In Kreuzlingen dauert das etwas länger. Aber das Stadtparlament, der Gemeinderat, setzt sich derzeit ebenfalls mit der Frage auseinander, was passiert, wenn er seine Sitzungen nicht vor Ort abhalten kann. Für die meisten Mitglieder scheint die Sache klar zu sein: Es muss die Möglichkeit für den «digitalen Gemeinderat» geschaffen werden.

«Im Zuge der Coronapandemie ist uns bewusst geworden, dass der Gemeinderat und seine Kommissionen nur physisch funktionieren und Beschlüsse im Rahmen einer Online-Sitzung nicht zulässig wären.»

So steht es in einer Motion, welche vom gerade abgetretenen Präsidenten Alexander Salzmann (FDP) sowie den Büromitgliedern Judith Ricklin (SVP) und Ramona Zülle (CVP) eingereicht worden ist. Rekordverdächtig: Mitunterzeichnet wurde der Vorstoss von weiteren 27 Ratsmitgliedern aus allen Fraktionen.

Im Januar 2020 zuletzt im Rathaus

Aufgrund der Coronapandemie musste eine Gemeinderatssitzung, im Mai 2020, abgesagt werden. Jene im März 2020 fand mangels Traktanden nicht statt. Seit Juni 2020 tagt das Stadtparlament wieder, allerdings nicht wie gewohnt im Rathaus, sondern mit Abstand und später mit Maskenpflicht im grösseren Dreispitzsaal oder einmal auch im evangelischen Kirchgemeindehaus. Alexander Salzmann erwähnte zum Ende seines Präsidialjahres letzte Woche, dass er der erste Präsident in der 75-jährigen Geschichte des Kreuzlinger Gemeinderates gewesen sei, ohne eine Sitzung im Rathaus zu leiten. (ubr)

Sie fordern, dass rechtliche Vorkehrungen zu treffen seien, damit in eng umrissenen Situationen die Sitzungen des Gemeinderates online möglich sein sollen. Juristische Abklärungen zum digitalen Gemeinderat hatte das Büro des Gemeinderates bereits in Auftrag gegeben, aus formalen Gründen muss die Ausarbeitung einer entsprechenden Botschaft jedoch via eine Motion erfolgen.

Was sind «anwesende» Mitglieder?

Die Berichte des mit den Abklärungen betrauten Rechtsanwalts Angelo Fedi zeigen jedoch, dass virtuelle Sitzungen etwa per Videokonferenz nicht ganz einfach möglich zu machen sind.

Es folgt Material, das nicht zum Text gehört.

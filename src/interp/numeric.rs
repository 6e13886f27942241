// This Source Code Form is subject to the terms of the Mozilla Public
// License, v. 2.0. If a copy of the MPL was not distributed with this
// file, You can obtain one at http://mozilla.org/MPL/2.0/.

//! One-dimensional interpolation of calibration samples.
//!
//! Everything here works on a slice of coordinates sorted in ascending order
//! (duplicates allowed) with one [`Sample`] per coordinate.

use itertools::Itertools;
use ndarray::prelude::*;

use super::{EdgePolicy, InterpError, InterpType, InterpolationAxis, Weighting};
use crate::constants::SPLINE_MIN_POINTS;

/// One calibration parameter at one coordinate.
#[derive(Debug, Clone, Copy, PartialEq)]
pub(crate) struct Sample {
    pub(crate) value: f64,
    pub(crate) error: f64,
    pub(crate) snr: f64,
    pub(crate) weight: f64,
    pub(crate) flagged: bool,
}

impl Sample {
    pub(crate) fn flagged_sentinel() -> Sample {
        Sample {
            value: 0.0,
            error: 0.0,
            snr: 0.0,
            weight: 0.0,
            flagged: true,
        }
    }
}

/// Interpolate `samples` (at coordinates `xs`) to `x` following `axis`.
///
/// Only samples within the axis' window are used. Flagged samples among them
/// are ignored while any unflagged one exists. If all are flagged, the
/// nearest one is returned and the result is flagged.
pub(crate) fn interpolate_1d(
    xs: &[f64],
    samples: &[Sample],
    x: f64,
    axis: &InterpolationAxis,
) -> Result<Sample, InterpError> {
    debug_assert_eq!(xs.len(), samples.len());

    let in_window: Vec<usize> = match axis.window {
        Some(window) => (0..xs.len())
            .filter(|&i| (xs[i] - x).abs() <= window)
            .collect(),
        None => (0..xs.len()).collect(),
    };
    if in_window.is_empty() {
        return match axis.window {
            Some(window) if !xs.is_empty() => {
                let distance = xs
                    .iter()
                    .map(|&xi| (xi - x).abs())
                    .fold(f64::INFINITY, f64::min);
                Err(out_of_window(axis, distance, window))
            }
            _ => Err(InterpError::InsufficientPoints {
                axis: axis.kind,
                needed: 1,
                available: 0,
            }),
        };
    }

    let unflagged: Vec<usize> = in_window
        .iter()
        .copied()
        .filter(|&i| !samples[i].flagged)
        .collect();
    if unflagged.is_empty() {
        // `in_window` isn't empty.
        let i = nearest(xs, &in_window, x).unwrap_or(in_window[0]);
        return Ok(Sample {
            flagged: true,
            ..samples[i]
        });
    }

    let mut result = interpolate_unflagged(xs, samples, &unflagged, x, axis)?;
    if axis.propagate_flags
        && stencil(xs, x, axis.interp)
            .into_iter()
            .any(|i| samples[i].flagged)
    {
        result.flagged = true;
    }
    Ok(result)
}

/// `candidates` are the unflagged samples within the window.
fn interpolate_unflagged(
    xs: &[f64],
    samples: &[Sample],
    candidates: &[usize],
    x: f64,
    axis: &InterpolationAxis,
) -> Result<Sample, InterpError> {
    if let Some(&i) = candidates.iter().find(|&&i| xs[i] == x) {
        return Ok(samples[i]);
    }

    match axis.interp {
        InterpType::Nearest => {
            let i = nearest(xs, candidates, x).ok_or(InterpError::InsufficientPoints {
                axis: axis.kind,
                needed: 1,
                available: 0,
            })?;
            Ok(samples[i])
        }
        InterpType::Linear => Ok(linear(xs, samples, candidates, x, axis)),
        InterpType::Polynomial(order) => polynomial(xs, samples, candidates, x, order, axis),
        InterpType::Spline => spline(xs, samples, candidates, x, axis),
    }
}

fn out_of_window(axis: &InterpolationAxis, distance: f64, window: f64) -> InterpError {
    InterpError::OutOfWindow {
        axis: axis.kind,
        distance,
        window,
        unit: axis.kind.unit(),
    }
}

/// The index (out of `indices`) with the coordinate closest to `x`. Ties go to
/// the lower coordinate.
fn nearest(xs: &[f64], indices: &[usize], x: f64) -> Option<usize> {
    indices
        .iter()
        .copied()
        .min_by(|&a, &b| (xs[a] - x).abs().total_cmp(&(xs[b] - x).abs()))
}

/// If `x` is outside the span of `indices` and the edge policy clamps, the
/// nearest edge sample.
fn clamp_to_edge(
    xs: &[f64],
    samples: &[Sample],
    indices: &[usize],
    x: f64,
    axis: &InterpolationAxis,
) -> Option<Sample> {
    if axis.edge == EdgePolicy::Extrapolate {
        return None;
    }
    let (&first, &last) = (indices.first()?, indices.last()?);
    if x < xs[first] {
        Some(samples[first])
    } else if x > xs[last] {
        Some(samples[last])
    } else {
        None
    }
}

fn lerp(a: f64, b: f64, f: f64) -> f64 {
    a + f * (b - a)
}

/// Combine two samples, `f` of the way from `a` to `b`.
fn lerp_samples(a: &Sample, b: &Sample, f: f64, weighting: Weighting) -> Sample {
    let weight = match weighting {
        Weighting::Weighted => {
            if a.weight > 0.0 && b.weight > 0.0 {
                1.0 / ((1.0 - f).powi(2) / a.weight + f.powi(2) / b.weight)
            } else {
                0.0
            }
        }
        Weighting::Unweighted => 0.5 * (a.weight + b.weight),
    };
    Sample {
        value: lerp(a.value, b.value, f),
        error: lerp(a.error, b.error, f),
        snr: lerp(a.snr, b.snr, f),
        weight,
        flagged: false,
    }
}

/// Linear interpolation between the candidates bracketing `x`. With only one
/// side available the edge policy decides between the nearest sample and a
/// linear extrapolation of the two outermost samples.
fn linear(
    xs: &[f64],
    samples: &[Sample],
    candidates: &[usize],
    x: f64,
    axis: &InterpolationAxis,
) -> Sample {
    let below = candidates.iter().copied().filter(|&i| xs[i] < x).last();
    let above = candidates.iter().copied().find(|&i| xs[i] > x);
    if let (Some(lo), Some(hi)) = (below, above) {
        let f = (x - xs[lo]) / (xs[hi] - xs[lo]);
        return lerp_samples(&samples[lo], &samples[hi], f, axis.weighting);
    }

    // One-sided.
    let outer_pair = if axis.edge == EdgePolicy::Extrapolate {
        match (below, above) {
            (Some(i1), None) => candidates
                .iter()
                .copied()
                .filter(|&i| xs[i] < xs[i1])
                .last()
                .map(|i0| (i0, i1)),
            (None, Some(i0)) => candidates
                .iter()
                .copied()
                .find(|&i| xs[i] > xs[i0])
                .map(|i1| (i0, i1)),
            _ => None,
        }
    } else {
        None
    };
    match outer_pair {
        Some((i0, i1)) => {
            let f = (x - xs[i0]) / (xs[i1] - xs[i0]);
            lerp_samples(&samples[i0], &samples[i1], f, axis.weighting)
        }
        None => match below.or(above) {
            Some(i) => samples[i],
            // Only reachable with no candidates at all.
            None => Sample::flagged_sentinel(),
        },
    }
}

fn num_distinct(xs: &[f64], indices: &[usize]) -> usize {
    indices.iter().dedup_by(|&&a, &&b| xs[a] == xs[b]).count()
}

/// A (weighted) least-squares polynomial through the candidates, evaluated at
/// `x`. Errors, SNRs and weights are interpolated linearly.
fn polynomial(
    xs: &[f64],
    samples: &[Sample],
    candidates: &[usize],
    x: f64,
    order: u8,
    axis: &InterpolationAxis,
) -> Result<Sample, InterpError> {
    let points: Vec<usize> = match axis.weighting {
        Weighting::Weighted => candidates
            .iter()
            .copied()
            .filter(|&i| samples[i].weight > 0.0)
            .collect(),
        Weighting::Unweighted => candidates.to_vec(),
    };
    let needed = usize::from(order) + 1;
    let available = num_distinct(xs, &points);
    let insufficient = InterpError::InsufficientPoints {
        axis: axis.kind,
        needed,
        available,
    };
    if available < needed {
        return Err(insufficient);
    }
    if let Some(s) = clamp_to_edge(xs, samples, &points, x, axis) {
        return Ok(s);
    }

    let px: Vec<f64> = points.iter().map(|&i| xs[i]).collect();
    let py: Vec<f64> = points.iter().map(|&i| samples[i].value).collect();
    let pw: Vec<f64> = points
        .iter()
        .map(|&i| match axis.weighting {
            Weighting::Weighted => samples[i].weight,
            Weighting::Unweighted => 1.0,
        })
        .collect();
    let value = fit_polynomial(&px, &py, &pw, x, order).ok_or(insufficient)?;

    let mut s = linear(xs, samples, &points, x, axis);
    s.value = value;
    Ok(s)
}

/// Fit a polynomial of the given order to `(xs, ys)` with weights `ws` by
/// least squares, and evaluate it at `x0`. Coordinates are centred on and
/// scaled about `x0`, so the value is the constant coefficient. Returns `None`
/// if the normal equations are singular.
pub(crate) fn fit_polynomial(xs: &[f64], ys: &[f64], ws: &[f64], x0: f64, order: u8) -> Option<f64> {
    let n = usize::from(order) + 1;
    let scale = xs.iter().map(|&x| (x - x0).abs()).fold(0.0, f64::max);
    if scale == 0.0 {
        return None;
    }

    let mut ata = Array2::<f64>::zeros((n, n));
    let mut aty = Array1::<f64>::zeros(n);
    let mut powers = vec![0.0; n];
    for ((&x, &y), &w) in xs.iter().zip(ys).zip(ws) {
        let t = (x - x0) / scale;
        let mut p = 1.0;
        for power in powers.iter_mut() {
            *power = p;
            p *= t;
        }
        for j in 0..n {
            aty[j] += w * powers[j] * y;
            for k in 0..n {
                ata[(j, k)] += w * powers[j] * powers[k];
            }
        }
    }
    solve_linear_system(ata, aty).map(|c| c[0])
}

/// Solve `a x = b` by Gaussian elimination with partial pivoting.
fn solve_linear_system(mut a: Array2<f64>, mut b: Array1<f64>) -> Option<Array1<f64>> {
    let n = b.len();
    let max_abs = a.iter().fold(0.0_f64, |acc, v| acc.max(v.abs()));
    let tolerance = max_abs * 1e-12;

    for col in 0..n {
        let pivot = (col..n).max_by(|&r1, &r2| a[(r1, col)].abs().total_cmp(&a[(r2, col)].abs()))?;
        if a[(pivot, col)].abs() <= tolerance {
            return None;
        }
        if pivot != col {
            for k in 0..n {
                a.swap((pivot, k), (col, k));
            }
            b.swap(pivot, col);
        }
        for row in col + 1..n {
            let factor = a[(row, col)] / a[(col, col)];
            for k in col..n {
                a[(row, k)] -= factor * a[(col, k)];
            }
            b[row] -= factor * b[col];
        }
    }

    let mut x = Array1::zeros(n);
    for row in (0..n).rev() {
        let sum: f64 = (row + 1..n).map(|k| a[(row, k)] * x[k]).sum();
        x[row] = (b[row] - sum) / a[(row, row)];
    }
    Some(x)
}

/// A natural cubic spline through the candidates (one per distinct
/// coordinate), evaluated at `x`. Errors, SNRs and weights are interpolated
/// linearly.
fn spline(
    xs: &[f64],
    samples: &[Sample],
    candidates: &[usize],
    x: f64,
    axis: &InterpolationAxis,
) -> Result<Sample, InterpError> {
    let points: Vec<usize> = candidates
        .iter()
        .copied()
        .dedup_by(|&a, &b| xs[a] == xs[b])
        .collect();
    if points.len() < SPLINE_MIN_POINTS {
        return Err(InterpError::InsufficientPoints {
            axis: axis.kind,
            needed: SPLINE_MIN_POINTS,
            available: points.len(),
        });
    }
    if let Some(s) = clamp_to_edge(xs, samples, &points, x, axis) {
        return Ok(s);
    }

    let px: Vec<f64> = points.iter().map(|&i| xs[i]).collect();
    let py: Vec<f64> = points.iter().map(|&i| samples[i].value).collect();
    let value = natural_cubic_spline(&px, &py, x);

    let mut s = linear(xs, samples, &points, x, axis);
    s.value = value;
    Ok(s)
}

/// Evaluate the natural cubic spline through `(xs, ys)` at `x`. `xs` must be
/// strictly increasing with at least 3 elements. Outside the span the spline
/// continues linearly.
pub(crate) fn natural_cubic_spline(xs: &[f64], ys: &[f64], x: f64) -> f64 {
    let n = xs.len();
    let h: Vec<f64> = xs.windows(2).map(|w| w[1] - w[0]).collect();

    // Second derivatives; zero at both ends. The interior ones satisfy a
    // tridiagonal system, solved with the Thomas algorithm.
    let mut m = vec![0.0; n];
    let num_inner = n - 2;
    let mut diag = vec![0.0; num_inner];
    let mut rhs = vec![0.0; num_inner];
    for r in 0..num_inner {
        let i = r + 1;
        diag[r] = 2.0 * (h[i - 1] + h[i]);
        rhs[r] = 6.0 * ((ys[i + 1] - ys[i]) / h[i] - (ys[i] - ys[i - 1]) / h[i - 1]);
    }
    for r in 1..num_inner {
        let w = h[r] / diag[r - 1];
        diag[r] -= w * h[r];
        rhs[r] -= w * rhs[r - 1];
    }
    for r in (0..num_inner).rev() {
        m[r + 1] = (rhs[r] - h[r + 1] * m[r + 2]) / diag[r];
    }

    if x < xs[0] {
        let slope = (ys[1] - ys[0]) / h[0] - h[0] * (2.0 * m[0] + m[1]) / 6.0;
        return ys[0] + slope * (x - xs[0]);
    }
    if x > xs[n - 1] {
        let k = n - 2;
        let slope = (ys[n - 1] - ys[k]) / h[k] + h[k] * (m[k] + 2.0 * m[n - 1]) / 6.0;
        return ys[n - 1] + slope * (x - xs[n - 1]);
    }

    let k = xs.partition_point(|&xi| xi <= x).saturating_sub(1).min(n - 2);
    let hk = h[k];
    let a = xs[k + 1] - x;
    let b = x - xs[k];
    m[k] * a.powi(3) / (6.0 * hk)
        + m[k + 1] * b.powi(3) / (6.0 * hk)
        + (ys[k] / hk - m[k] * hk / 6.0) * a
        + (ys[k + 1] / hk - m[k + 1] * hk / 6.0) * b
}

/// The samples an interpolation of type `interp` at `x` would touch if no
/// samples were flagged: the nearest one, the bracketing pair, or the four
/// surrounding ones.
pub(crate) fn stencil(xs: &[f64], x: f64, interp: InterpType) -> Vec<usize> {
    let n = xs.len();
    // The first index with a coordinate >= x.
    let upper = xs.partition_point(|&xi| xi < x);
    match interp {
        InterpType::Nearest => {
            let all: Vec<usize> = (0..n).collect();
            nearest(xs, &all, x).into_iter().collect()
        }
        InterpType::Linear => {
            if upper < n && xs[upper] == x {
                vec![upper]
            } else {
                upper
                    .checked_sub(1)
                    .into_iter()
                    .chain((upper < n).then_some(upper))
                    .collect()
            }
        }
        InterpType::Polynomial(_) | InterpType::Spline => {
            (upper.saturating_sub(2)..(upper + 2).min(n)).collect()
        }
    }
}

Die Gemeindeordnung und das Geschäftsreglement des Gemeinderates sind gespickt mit Formulierungen wie «anwesende Mitglieder», «Abstimmungen durch Handerheben oder Erheben von den Sitzen» oder «Jeder Redner spricht stehend vom jeweiligen Platz aus». Das geltende Recht biete also keine Grundlage für die Durchführung von digitalen Gemeinderatssitzungen.

Rechtliche und technische Hürden

Um diese zu schaffen, gelte es zuvor, diverse Fragen zu klären: Ist die störungsfreie und sichere Zuschaltung der Teilnehmer gewährleistet? Wie kann die Identität der Teilnehmer zweifelsfrei festgestellt werden? Wie können Anträge und Vorstösse in Echtzeit eingereicht werden? Wie können die verschiedenen Formen der Abstimmungen durchgeführt werden? Wie kann das Öffentlichkeitsprinzip der Sitzung umgesetzt beziehungsweise bei geheimen Verhandlungen die Vertraulichkeit gewährleistet werden?

Auch beim Datenschutz stellten sich noch Fragen, wie einem Zwischenbericht des Rechtsberaters zu entnehmen ist. Er empfiehlt dem Stadtrat, vor der Ausformulierung der Regelungen eine geeignete technische Plattform zu evaluieren.

Das Volk wird entscheiden müssen

Klar scheinen derweil zwei Dinge. Erstens: Digitale Sitzungen sollen nur in Ausnahmesituationen möglich sein. Es solle weiterhin «das Primat von physischen Sitzungen» gelten und es ist auch keine Wahlfreiheit der Sitzungsformen angedacht. Und zweitens: Für die Einführung des digitalen Gemeinderates bedarf es zwingend einer Volksabstimmung, da die Gemeindeordnung angepasst werden muss.